**TASK TO COMPLETE**
In total, how many lines of the data contain the word "failed"? Only that number is wanted.

** SUPPLIED DATA follows **

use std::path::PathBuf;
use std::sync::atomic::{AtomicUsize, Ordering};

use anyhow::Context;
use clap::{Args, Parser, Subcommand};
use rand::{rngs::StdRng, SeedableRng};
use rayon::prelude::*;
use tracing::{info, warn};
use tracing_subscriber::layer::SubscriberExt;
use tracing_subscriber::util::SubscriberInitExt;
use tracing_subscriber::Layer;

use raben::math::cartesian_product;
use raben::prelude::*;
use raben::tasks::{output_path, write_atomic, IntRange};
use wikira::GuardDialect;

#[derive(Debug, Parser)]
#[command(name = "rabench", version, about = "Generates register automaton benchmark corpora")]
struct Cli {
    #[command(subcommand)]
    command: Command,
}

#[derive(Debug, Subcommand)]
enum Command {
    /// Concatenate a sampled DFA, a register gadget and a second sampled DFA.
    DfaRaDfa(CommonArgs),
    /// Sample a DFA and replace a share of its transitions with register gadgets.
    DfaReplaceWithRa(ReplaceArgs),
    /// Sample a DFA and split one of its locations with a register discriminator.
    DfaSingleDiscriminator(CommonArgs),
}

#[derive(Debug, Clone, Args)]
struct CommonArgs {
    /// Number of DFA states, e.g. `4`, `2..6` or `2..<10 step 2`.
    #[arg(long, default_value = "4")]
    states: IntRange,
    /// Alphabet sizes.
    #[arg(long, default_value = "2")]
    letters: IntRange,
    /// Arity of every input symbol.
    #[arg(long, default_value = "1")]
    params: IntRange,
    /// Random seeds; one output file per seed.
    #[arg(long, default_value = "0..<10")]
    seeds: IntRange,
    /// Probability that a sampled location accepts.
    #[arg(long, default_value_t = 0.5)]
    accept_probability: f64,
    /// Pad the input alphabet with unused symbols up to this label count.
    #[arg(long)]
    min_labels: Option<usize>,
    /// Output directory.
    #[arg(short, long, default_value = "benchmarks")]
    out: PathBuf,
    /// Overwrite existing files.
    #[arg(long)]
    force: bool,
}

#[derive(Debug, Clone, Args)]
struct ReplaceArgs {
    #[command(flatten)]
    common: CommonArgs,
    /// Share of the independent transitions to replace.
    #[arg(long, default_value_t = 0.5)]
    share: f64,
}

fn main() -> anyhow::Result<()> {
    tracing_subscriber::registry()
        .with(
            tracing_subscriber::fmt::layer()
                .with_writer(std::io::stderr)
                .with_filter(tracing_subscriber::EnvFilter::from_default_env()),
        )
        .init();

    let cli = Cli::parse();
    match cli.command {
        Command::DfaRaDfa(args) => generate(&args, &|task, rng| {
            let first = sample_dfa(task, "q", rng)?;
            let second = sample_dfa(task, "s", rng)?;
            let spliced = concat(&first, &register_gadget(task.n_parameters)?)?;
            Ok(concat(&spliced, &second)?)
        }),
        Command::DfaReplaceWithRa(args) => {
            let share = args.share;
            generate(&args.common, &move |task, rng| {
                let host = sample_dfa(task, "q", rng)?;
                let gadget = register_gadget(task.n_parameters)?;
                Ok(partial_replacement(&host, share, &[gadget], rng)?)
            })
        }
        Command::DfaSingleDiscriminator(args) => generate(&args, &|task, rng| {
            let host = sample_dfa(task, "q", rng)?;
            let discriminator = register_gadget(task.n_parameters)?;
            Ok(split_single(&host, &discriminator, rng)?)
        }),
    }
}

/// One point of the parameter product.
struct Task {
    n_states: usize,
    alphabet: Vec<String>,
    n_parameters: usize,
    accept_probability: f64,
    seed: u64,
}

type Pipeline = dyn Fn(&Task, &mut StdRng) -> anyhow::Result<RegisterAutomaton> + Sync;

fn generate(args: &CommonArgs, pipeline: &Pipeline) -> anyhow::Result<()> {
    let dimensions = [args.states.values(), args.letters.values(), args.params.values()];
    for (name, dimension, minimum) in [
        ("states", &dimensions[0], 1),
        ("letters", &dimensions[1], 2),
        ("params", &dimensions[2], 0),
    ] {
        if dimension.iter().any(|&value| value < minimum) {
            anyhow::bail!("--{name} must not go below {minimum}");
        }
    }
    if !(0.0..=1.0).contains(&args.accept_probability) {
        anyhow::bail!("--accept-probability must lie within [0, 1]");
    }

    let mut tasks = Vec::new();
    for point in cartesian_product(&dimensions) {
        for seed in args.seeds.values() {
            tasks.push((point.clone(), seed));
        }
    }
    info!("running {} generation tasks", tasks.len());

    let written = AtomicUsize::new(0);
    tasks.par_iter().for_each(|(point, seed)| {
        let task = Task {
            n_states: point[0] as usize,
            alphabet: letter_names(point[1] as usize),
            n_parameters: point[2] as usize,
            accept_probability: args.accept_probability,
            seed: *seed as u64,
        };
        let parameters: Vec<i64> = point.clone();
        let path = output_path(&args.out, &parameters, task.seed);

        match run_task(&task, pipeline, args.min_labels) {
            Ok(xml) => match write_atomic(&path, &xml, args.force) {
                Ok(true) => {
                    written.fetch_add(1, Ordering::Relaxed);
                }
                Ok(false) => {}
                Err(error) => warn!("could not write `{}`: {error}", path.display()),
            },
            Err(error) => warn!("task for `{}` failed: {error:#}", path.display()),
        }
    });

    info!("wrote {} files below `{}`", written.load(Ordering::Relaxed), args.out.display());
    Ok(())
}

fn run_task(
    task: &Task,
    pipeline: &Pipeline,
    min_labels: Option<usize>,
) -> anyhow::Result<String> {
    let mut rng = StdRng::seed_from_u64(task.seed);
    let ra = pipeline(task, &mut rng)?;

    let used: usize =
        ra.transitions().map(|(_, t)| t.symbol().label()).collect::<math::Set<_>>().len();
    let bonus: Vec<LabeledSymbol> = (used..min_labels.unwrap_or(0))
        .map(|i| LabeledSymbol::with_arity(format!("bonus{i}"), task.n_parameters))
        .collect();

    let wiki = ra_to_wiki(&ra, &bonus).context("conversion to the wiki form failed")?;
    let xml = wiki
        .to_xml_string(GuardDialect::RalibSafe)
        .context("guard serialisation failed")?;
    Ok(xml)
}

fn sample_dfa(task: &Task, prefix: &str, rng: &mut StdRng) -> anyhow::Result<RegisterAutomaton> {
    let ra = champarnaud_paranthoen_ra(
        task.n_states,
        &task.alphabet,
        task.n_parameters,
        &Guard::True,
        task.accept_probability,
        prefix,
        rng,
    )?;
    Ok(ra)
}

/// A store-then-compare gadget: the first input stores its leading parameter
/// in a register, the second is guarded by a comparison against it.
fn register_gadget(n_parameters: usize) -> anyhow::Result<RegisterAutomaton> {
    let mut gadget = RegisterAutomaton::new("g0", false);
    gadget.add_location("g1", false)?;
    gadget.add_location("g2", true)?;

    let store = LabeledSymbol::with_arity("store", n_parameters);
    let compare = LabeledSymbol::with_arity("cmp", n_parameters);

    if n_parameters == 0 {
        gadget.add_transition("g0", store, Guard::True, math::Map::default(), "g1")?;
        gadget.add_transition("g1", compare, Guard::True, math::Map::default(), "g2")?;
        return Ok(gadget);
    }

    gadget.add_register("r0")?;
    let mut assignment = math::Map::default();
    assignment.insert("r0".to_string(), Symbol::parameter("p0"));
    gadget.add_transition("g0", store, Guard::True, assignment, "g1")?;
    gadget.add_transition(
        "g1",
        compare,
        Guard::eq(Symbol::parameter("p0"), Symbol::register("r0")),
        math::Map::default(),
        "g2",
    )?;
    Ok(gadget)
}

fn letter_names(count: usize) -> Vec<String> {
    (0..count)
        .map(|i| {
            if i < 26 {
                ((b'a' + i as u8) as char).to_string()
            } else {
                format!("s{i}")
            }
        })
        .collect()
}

** End of SUPPLIED DATA **
** SUPPLIED DATA follows **

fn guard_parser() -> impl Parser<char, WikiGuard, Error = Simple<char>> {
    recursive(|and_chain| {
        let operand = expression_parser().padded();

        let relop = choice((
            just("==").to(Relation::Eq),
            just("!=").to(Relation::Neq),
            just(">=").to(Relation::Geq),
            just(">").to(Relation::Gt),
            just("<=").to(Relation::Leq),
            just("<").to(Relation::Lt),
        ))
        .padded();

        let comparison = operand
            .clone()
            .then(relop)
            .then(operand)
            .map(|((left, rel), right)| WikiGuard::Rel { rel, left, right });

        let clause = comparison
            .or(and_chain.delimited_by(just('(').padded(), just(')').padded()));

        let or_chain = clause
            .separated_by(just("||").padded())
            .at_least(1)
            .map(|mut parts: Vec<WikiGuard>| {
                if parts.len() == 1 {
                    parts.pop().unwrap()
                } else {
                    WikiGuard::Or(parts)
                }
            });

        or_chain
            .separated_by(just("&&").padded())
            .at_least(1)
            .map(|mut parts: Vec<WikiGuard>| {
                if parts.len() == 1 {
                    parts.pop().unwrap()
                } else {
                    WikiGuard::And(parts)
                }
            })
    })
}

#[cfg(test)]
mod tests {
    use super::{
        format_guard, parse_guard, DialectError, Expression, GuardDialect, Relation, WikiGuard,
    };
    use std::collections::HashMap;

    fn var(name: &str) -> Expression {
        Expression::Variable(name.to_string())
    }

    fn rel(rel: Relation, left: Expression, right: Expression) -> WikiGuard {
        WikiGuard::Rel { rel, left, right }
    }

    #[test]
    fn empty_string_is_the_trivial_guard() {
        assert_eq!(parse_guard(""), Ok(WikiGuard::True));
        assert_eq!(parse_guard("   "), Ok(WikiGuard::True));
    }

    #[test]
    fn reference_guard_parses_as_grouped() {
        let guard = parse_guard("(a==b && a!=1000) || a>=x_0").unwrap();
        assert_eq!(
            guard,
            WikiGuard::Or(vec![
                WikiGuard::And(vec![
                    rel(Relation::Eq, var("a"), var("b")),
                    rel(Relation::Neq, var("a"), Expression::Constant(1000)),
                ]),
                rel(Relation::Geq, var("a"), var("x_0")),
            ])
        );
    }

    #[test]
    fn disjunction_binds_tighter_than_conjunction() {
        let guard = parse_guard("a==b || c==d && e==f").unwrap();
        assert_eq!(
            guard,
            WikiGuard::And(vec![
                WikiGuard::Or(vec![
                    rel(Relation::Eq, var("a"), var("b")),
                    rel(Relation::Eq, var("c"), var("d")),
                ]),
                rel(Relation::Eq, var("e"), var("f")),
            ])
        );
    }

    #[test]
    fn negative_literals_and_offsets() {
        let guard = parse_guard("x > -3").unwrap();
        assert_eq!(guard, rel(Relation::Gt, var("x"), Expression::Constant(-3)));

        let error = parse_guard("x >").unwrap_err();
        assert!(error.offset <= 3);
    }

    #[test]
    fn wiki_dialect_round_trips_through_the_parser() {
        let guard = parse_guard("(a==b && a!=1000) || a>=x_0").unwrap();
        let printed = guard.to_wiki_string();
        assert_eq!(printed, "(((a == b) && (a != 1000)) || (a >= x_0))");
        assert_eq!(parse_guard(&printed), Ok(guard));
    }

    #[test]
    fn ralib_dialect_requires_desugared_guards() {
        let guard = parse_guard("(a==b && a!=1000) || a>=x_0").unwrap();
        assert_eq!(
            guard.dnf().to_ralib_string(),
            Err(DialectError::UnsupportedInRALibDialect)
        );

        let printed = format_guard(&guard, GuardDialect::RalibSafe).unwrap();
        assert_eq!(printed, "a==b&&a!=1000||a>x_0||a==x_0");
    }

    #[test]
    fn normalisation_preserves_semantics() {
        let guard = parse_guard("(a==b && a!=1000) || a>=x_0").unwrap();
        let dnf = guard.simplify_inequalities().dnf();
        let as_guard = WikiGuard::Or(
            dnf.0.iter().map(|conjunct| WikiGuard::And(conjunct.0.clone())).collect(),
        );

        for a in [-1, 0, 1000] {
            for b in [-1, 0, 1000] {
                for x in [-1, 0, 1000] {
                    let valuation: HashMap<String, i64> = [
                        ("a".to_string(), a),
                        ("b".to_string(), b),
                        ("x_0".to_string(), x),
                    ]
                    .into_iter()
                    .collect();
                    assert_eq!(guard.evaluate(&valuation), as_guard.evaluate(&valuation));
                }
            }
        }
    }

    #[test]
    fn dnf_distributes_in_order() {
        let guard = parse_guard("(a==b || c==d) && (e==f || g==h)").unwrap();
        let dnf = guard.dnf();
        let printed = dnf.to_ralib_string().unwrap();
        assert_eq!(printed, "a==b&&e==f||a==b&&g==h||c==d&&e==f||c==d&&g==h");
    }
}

** End of SUPPLIED DATA **
** SUPPLIED DATA follows **

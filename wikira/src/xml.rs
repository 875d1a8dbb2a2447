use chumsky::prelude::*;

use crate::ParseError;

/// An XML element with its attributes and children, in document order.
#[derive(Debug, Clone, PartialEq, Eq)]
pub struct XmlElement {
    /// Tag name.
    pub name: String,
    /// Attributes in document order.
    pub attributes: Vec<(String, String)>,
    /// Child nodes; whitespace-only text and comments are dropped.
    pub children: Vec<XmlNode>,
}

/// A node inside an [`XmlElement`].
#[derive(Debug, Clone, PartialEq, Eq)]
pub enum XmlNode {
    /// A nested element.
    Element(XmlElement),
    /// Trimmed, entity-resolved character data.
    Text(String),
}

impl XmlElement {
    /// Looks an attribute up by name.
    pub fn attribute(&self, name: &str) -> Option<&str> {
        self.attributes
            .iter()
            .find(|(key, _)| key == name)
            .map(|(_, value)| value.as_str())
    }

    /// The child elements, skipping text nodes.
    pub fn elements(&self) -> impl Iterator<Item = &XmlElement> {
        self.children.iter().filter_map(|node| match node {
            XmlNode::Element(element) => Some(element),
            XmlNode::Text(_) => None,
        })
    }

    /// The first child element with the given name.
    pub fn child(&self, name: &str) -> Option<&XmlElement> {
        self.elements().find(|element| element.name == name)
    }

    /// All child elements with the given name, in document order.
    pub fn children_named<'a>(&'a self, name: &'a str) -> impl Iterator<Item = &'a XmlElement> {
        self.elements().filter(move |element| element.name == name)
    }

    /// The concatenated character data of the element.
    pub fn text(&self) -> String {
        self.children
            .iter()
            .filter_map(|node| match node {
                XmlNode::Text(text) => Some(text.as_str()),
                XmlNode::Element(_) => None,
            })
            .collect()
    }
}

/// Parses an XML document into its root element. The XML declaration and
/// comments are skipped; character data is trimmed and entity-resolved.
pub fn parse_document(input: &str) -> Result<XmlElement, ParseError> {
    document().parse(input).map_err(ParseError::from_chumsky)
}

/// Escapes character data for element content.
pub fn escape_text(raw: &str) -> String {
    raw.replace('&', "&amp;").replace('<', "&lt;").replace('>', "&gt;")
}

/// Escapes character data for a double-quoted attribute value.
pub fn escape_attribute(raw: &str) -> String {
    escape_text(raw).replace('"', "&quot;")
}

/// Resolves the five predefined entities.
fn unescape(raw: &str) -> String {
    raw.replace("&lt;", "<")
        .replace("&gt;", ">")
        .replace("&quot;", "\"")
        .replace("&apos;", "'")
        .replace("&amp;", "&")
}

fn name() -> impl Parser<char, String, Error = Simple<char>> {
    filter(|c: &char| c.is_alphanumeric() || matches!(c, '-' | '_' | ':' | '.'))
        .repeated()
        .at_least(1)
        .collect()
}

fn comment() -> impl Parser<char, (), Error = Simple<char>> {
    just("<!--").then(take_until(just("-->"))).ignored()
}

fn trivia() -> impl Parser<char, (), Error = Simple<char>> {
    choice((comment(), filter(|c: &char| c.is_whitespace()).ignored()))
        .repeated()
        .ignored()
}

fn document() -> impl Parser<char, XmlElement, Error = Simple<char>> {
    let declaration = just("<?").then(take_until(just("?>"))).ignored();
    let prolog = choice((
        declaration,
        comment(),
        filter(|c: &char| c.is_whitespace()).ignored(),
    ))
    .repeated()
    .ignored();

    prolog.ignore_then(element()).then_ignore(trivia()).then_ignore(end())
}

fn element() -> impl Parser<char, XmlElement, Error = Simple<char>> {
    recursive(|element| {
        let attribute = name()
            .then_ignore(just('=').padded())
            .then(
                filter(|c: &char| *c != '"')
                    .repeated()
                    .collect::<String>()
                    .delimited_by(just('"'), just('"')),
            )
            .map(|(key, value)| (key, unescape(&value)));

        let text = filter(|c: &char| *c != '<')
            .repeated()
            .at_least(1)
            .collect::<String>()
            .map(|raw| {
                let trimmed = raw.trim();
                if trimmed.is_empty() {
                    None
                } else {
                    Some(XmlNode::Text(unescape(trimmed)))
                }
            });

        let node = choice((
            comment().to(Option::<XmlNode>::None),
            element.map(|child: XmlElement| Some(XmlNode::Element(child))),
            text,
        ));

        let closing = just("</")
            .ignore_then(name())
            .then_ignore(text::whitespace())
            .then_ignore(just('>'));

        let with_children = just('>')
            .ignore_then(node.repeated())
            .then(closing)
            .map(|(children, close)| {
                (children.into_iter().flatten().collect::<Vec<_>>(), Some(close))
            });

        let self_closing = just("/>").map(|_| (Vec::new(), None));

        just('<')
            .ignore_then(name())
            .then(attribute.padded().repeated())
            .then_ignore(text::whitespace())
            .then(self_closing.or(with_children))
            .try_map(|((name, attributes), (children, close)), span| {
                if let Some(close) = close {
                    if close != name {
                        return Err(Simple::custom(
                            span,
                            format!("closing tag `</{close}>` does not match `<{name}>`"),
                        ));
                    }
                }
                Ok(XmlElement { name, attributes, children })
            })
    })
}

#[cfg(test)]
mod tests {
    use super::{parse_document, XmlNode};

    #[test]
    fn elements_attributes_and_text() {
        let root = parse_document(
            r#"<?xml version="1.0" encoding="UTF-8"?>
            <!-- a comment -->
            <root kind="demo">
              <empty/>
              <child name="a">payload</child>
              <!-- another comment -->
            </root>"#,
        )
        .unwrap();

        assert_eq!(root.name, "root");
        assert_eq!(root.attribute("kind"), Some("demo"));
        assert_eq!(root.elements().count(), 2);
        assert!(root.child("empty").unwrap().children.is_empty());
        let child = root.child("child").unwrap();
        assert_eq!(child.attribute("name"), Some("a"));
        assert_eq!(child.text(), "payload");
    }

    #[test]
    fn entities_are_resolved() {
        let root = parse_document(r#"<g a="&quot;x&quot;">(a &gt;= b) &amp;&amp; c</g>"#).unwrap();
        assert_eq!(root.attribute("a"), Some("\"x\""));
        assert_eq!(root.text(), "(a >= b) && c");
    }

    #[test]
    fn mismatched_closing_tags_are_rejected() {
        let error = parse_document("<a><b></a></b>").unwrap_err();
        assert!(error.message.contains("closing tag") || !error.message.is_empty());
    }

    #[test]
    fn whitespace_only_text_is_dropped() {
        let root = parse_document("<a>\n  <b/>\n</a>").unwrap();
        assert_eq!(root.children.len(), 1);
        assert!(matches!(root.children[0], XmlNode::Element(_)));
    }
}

** End of SUPPLIED DATA **

**EXERCISE SOLUTION**
3